You whinging wankers with your inexplicable sense of entitlement don’t deserve daily updates, damnit! And did someone suggest that the guy who brought you The Manliest Article Ever Written/Way of The Barbarian isn’t funny?
Don’t. Make. Me.
Conan…
September 7th, 2009 at 2:36 am
very funny article one of best recent ones
September 7th, 2009 at 1:40 am
Really, Cracked? “Duel” misspelled as “dual,” not once, but twice?
Does anyone read these things before they go live? When I saw that glaring error, I double-checked to see if I was on Jim Bob’s Funsy-o-matic Weblog ‘N Live Bait Shack, nightcrawlers $4.25 a pound, satirical commentary provided while-u-wait.
September 7th, 2009 at 1:18 am
this article might have been good if it had been written by someone funny.
September 7th, 2009 at 1:12 am
surely you meant “I know kung-fu”
September 7th, 2009 at 1:11 am
http://www.youtube.com/watch?v=k8T69TApX_Y&feature=related
September 7th, 2009 at 1:00 am
Haha, that so so friggin hilarious, I haven’t laughed this hard at a Cracked article in ages!
So good.
September 6th, 2009 at 11:43 pm
Unbelieveable.

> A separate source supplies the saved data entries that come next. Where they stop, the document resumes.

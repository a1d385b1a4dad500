use anyhow::Context;
use htmlview_engine::{RenderOptions, StyleSheet, TlMarkupParser};
use serde::{Deserialize, Serialize};
use std::io::ErrorKind;
use std::path::{Path, PathBuf};
use thiserror::Error;

#[derive(Debug, Error)]
pub enum ConfigError {
    #[error("Failed to read config file at {config_path}: {source}")]
    ConfigReadError {
        config_path: PathBuf,
        source: std::io::Error,
    },

    #[error("Failed to parse config file at {config_path}: {source}")]
    ConfigParseError {
        config_path: PathBuf,
        source: toml::de::Error,
    },

    #[error("Failed to read style sheet at {stylesheet_path}: {source}")]
    StyleSheetReadError {
        stylesheet_path: PathBuf,
        source: std::io::Error,
    },

    #[error("Failed to parse style sheet at {stylesheet_path}: {source}")]
    StyleSheetParseError {
        stylesheet_path: PathBuf,
        source: toml::de::Error,
    },
}

#[derive(Debug, Clone, Default, PartialEq, Serialize, Deserialize)]
#[serde(default)]
pub struct Config {
    /// Log every visited node while transforming.
    pub debug_tree: bool,
    /// Prepend a diagnostic line to every block container.
    pub debug_inline_counts: bool,
    /// Keep whitespace-only text between tags.
    pub keep_whitespace: bool,
    /// Extra style sheet file applied after the built-in classes and before
    /// `[styles]`.
    #[serde(skip_serializing_if = "Option::is_none")]
    pub stylesheet_path: Option<PathBuf>,
    /// Per-class overrides of the built-in style sheet.
    pub styles: StyleSheet,
}

/// Location of the config file, before tilde expansion.
const CONFIG_FILE: &str = "~/.config/htmlview/config.toml";

impl Config {
    /// Reads the config at `config_path`. A file that does not exist is not
    /// an error and yields `None`.
    pub fn load_from_path<P: AsRef<Path>>(config_path: P) -> Result<Option<Self>, ConfigError> {
        let config_path = config_path.as_ref();
        let content = match std::fs::read_to_string(config_path) {
            Ok(content) => content,
            Err(source) if source.kind() == ErrorKind::NotFound => return Ok(None),
            Err(source) => {
                return Err(ConfigError::ConfigReadError {
                    config_path: config_path.to_path_buf(),
                    source,
                });
            }
        };

        let mut config: Config =
            toml::from_str(&content).map_err(|source| ConfigError::ConfigParseError {
                config_path: config_path.to_path_buf(),
                source,
            })?;
        config.stylesheet_path = config.stylesheet_path.map(expand_path);

        Ok(Some(config))
    }

    pub fn load() -> Result<Option<Self>, ConfigError> {
        Self::load_from_path(Self::config_path())
    }

    /// Writes the config as TOML, creating missing parent directories.
    pub fn save_to_path<P: AsRef<Path>>(&self, config_path: P) -> anyhow::Result<()> {
        let config_path = config_path.as_ref();
        if let Some(dir) = config_path.parent() {
            std::fs::create_dir_all(dir)
                .with_context(|| format!("Failed to create {}", dir.display()))?;
        }
        let content = toml::to_string_pretty(self)?;
        std::fs::write(config_path, content)
            .with_context(|| format!("Failed to write {}", config_path.display()))
    }

    pub fn save(&self) -> anyhow::Result<()> {
        self.save_to_path(Self::config_path())
    }

    pub fn config_path() -> PathBuf {
        PathBuf::from(shellexpand::tilde(CONFIG_FILE).as_ref())
    }

    /// The built-in sheet with the style sheet file and then `[styles]`
    /// applied on top, each replacing whole classes.
    pub fn style_sheet(&self) -> Result<StyleSheet, ConfigError> {
        let mut sheet = StyleSheet::base();
        if let Some(stylesheet_path) = &self.stylesheet_path {
            let content = std::fs::read_to_string(stylesheet_path).map_err(|source| {
                ConfigError::StyleSheetReadError {
                    stylesheet_path: stylesheet_path.clone(),
                    source,
                }
            })?;
            let file_sheet = StyleSheet::from_toml_str(&content).map_err(|source| {
                ConfigError::StyleSheetParseError {
                    stylesheet_path: stylesheet_path.clone(),
                    source,
                }
            })?;
            sheet = sheet.merged_with(&file_sheet);
        }
        Ok(sheet.merged_with(&self.styles))
    }

    pub fn render_options(
        &self,
        link_handler: impl Fn(&str) + 'static,
    ) -> Result<RenderOptions, ConfigError> {
        Ok(RenderOptions::new(link_handler)
            .with_style_sheet(self.style_sheet()?)
            .with_debug_tree(self.debug_tree)
            .with_debug_inline_counts(self.debug_inline_counts))
    }

    pub fn markup_parser(&self) -> TlMarkupParser {
        TlMarkupParser::new().with_keep_whitespace(self.keep_whitespace)
    }
}

/// `~` and `$VAR` expanded; left as written if a variable is unset.
fn expand_path(path: PathBuf) -> PathBuf {
    let expanded =
        shellexpand::full(&path.to_string_lossy()).map(|expanded| PathBuf::from(expanded.as_ref()));
    expanded.unwrap_or(path)
}

#[cfg(test)]
mod tests {
    use super::*;
    use htmlview_engine::StyleValue;
    use std::env;
    use tempfile::TempDir;

    #[test]
    fn test_config_path() {
        let config_path = Config::config_path();
        let path_str = config_path.to_string_lossy();

        assert!(!path_str.starts_with('~'));
        assert!(path_str.ends_with(".config/htmlview/config.toml"));
    }

    #[test]
    fn test_empty_file_gives_defaults() {
        let config: Config = toml::from_str("").unwrap();
        assert_eq!(config, Config::default());
    }

    #[test]
    fn test_load_config_file_not_found() {
        let temp_dir = TempDir::new().unwrap();
        let non_existent_config = temp_dir.path().join("nonexistent.toml");

        let result = Config::load_from_path(&non_existent_config).unwrap();

        assert!(result.is_none());
    }

    #[test]
    fn test_unreadable_config_is_an_error() {
        let temp_dir = TempDir::new().unwrap();

        let err = Config::load_from_path(temp_dir.path()).unwrap_err();
        assert!(matches!(err, ConfigError::ConfigReadError { .. }));
    }

    #[test]
    fn test_stylesheet_path_with_tilde() {
        let expanded = expand_path(PathBuf::from("~/styles/dark.toml"));
        let expanded = expanded.to_string_lossy();

        assert!(!expanded.starts_with('~'));
        assert!(expanded.ends_with("styles/dark.toml"));
    }

    #[test]
    fn test_load_config_parse_error() {
        let temp_dir = TempDir::new().unwrap();
        let config_file = temp_dir.path().join("config.toml");
        std::fs::write(&config_file, "debug_tree = \"yes\"").unwrap();

        let err = Config::load_from_path(&config_file).unwrap_err();
        assert!(matches!(err, ConfigError::ConfigParseError { .. }));
    }

    #[test]
    fn test_save_and_load_config() {
        let temp_dir = TempDir::new().unwrap();
        let config_file = temp_dir.path().join("nested").join("config.toml");
        let mut test_config = Config {
            debug_inline_counts: true,
            ..Config::default()
        };
        test_config.styles.insert(
            "a",
            [("color".to_string(), StyleValue::from("#FF00FF"))]
                .into_iter()
                .collect(),
        );

        test_config.save_to_path(&config_file).unwrap();
        let loaded_config = Config::load_from_path(&config_file).unwrap().unwrap();

        assert_eq!(loaded_config, test_config);
    }

    #[test]
    fn test_styles_replace_whole_classes() {
        let config: Config = toml::from_str(
            r##"
[styles.a]
color = "#000000"

[styles.note]
fontSize = 12
"##,
        )
        .unwrap();

        let sheet = config.style_sheet().unwrap();
        let link = sheet.get("a").unwrap();
        assert_eq!(link.get("color"), Some(&StyleValue::from("#000000")));
        assert!(link.get("fontSize").is_none());
        assert!(sheet.contains("note"));
        assert!(sheet.contains("liWrapper"));
    }

    #[test]
    fn test_stylesheet_file_applies_before_inline_styles() {
        let temp_dir = TempDir::new().unwrap();
        let sheet_file = temp_dir.path().join("styles.toml");
        std::fs::write(
            &sheet_file,
            "[p]\nfontSize = 20\n\n[em]\nfontStyle = \"normal\"\n",
        )
        .unwrap();

        let mut config = Config {
            stylesheet_path: Some(sheet_file),
            ..Config::default()
        };
        config.styles.insert(
            "em",
            [("fontWeight".to_string(), StyleValue::from("bold"))]
                .into_iter()
                .collect(),
        );

        let sheet = config.style_sheet().unwrap();
        assert_eq!(
            sheet.get("p").and_then(|p| p.get("fontSize")),
            Some(&StyleValue::from(20.0))
        );
        assert!(sheet.get("em").unwrap().get("fontStyle").is_none());
    }

    #[test]
    fn test_missing_stylesheet_file_is_an_error() {
        let config = Config {
            stylesheet_path: Some(PathBuf::from("/nonexistent/htmlview/styles.toml")),
            ..Config::default()
        };
        assert!(matches!(
            config.style_sheet(),
            Err(ConfigError::StyleSheetReadError { .. })
        ));
    }

    #[test]
    fn test_stylesheet_path_with_env_var() {
        unsafe {
            env::set_var("HTMLVIEW_TEST_STYLES", "/custom/styles");
        }

        let temp_dir = TempDir::new().unwrap();
        let config_file = temp_dir.path().join("config.toml");
        std::fs::write(
            &config_file,
            "stylesheet_path = \"$HTMLVIEW_TEST_STYLES/dark.toml\"\n",
        )
        .unwrap();

        let config = Config::load_from_path(&config_file).unwrap().unwrap();
        assert_eq!(
            config.stylesheet_path,
            Some(PathBuf::from("/custom/styles/dark.toml"))
        );

        unsafe {
            env::remove_var("HTMLVIEW_TEST_STYLES");
        }
    }

    #[test]
    fn test_render_options_follow_config() {
        let config = Config {
            debug_tree: true,
            keep_whitespace: true,
            ..Config::default()
        };
        let options = config.render_options(|_| {}).unwrap();

        assert!(options.debug_tree);
        assert!(!options.debug_inline_counts);
        assert!(options.style_sheet.contains("root"));

        let nodes = config.markup_parser().parse_now("<ul> <li>x</li></ul>").unwrap();
        assert_eq!(nodes[0].children.len(), 2);
    }
}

When I first read the title I though to myself: “I bet these fights can’t be as bad as the one I saw once when I was flipping channels at 5 AM and landed on some godawful movie”. But I was wrong - the fight I saw that time is your no. 1 !!!
September 6th, 2009 at 11:39 pm
another epically crafted cracked article. well played.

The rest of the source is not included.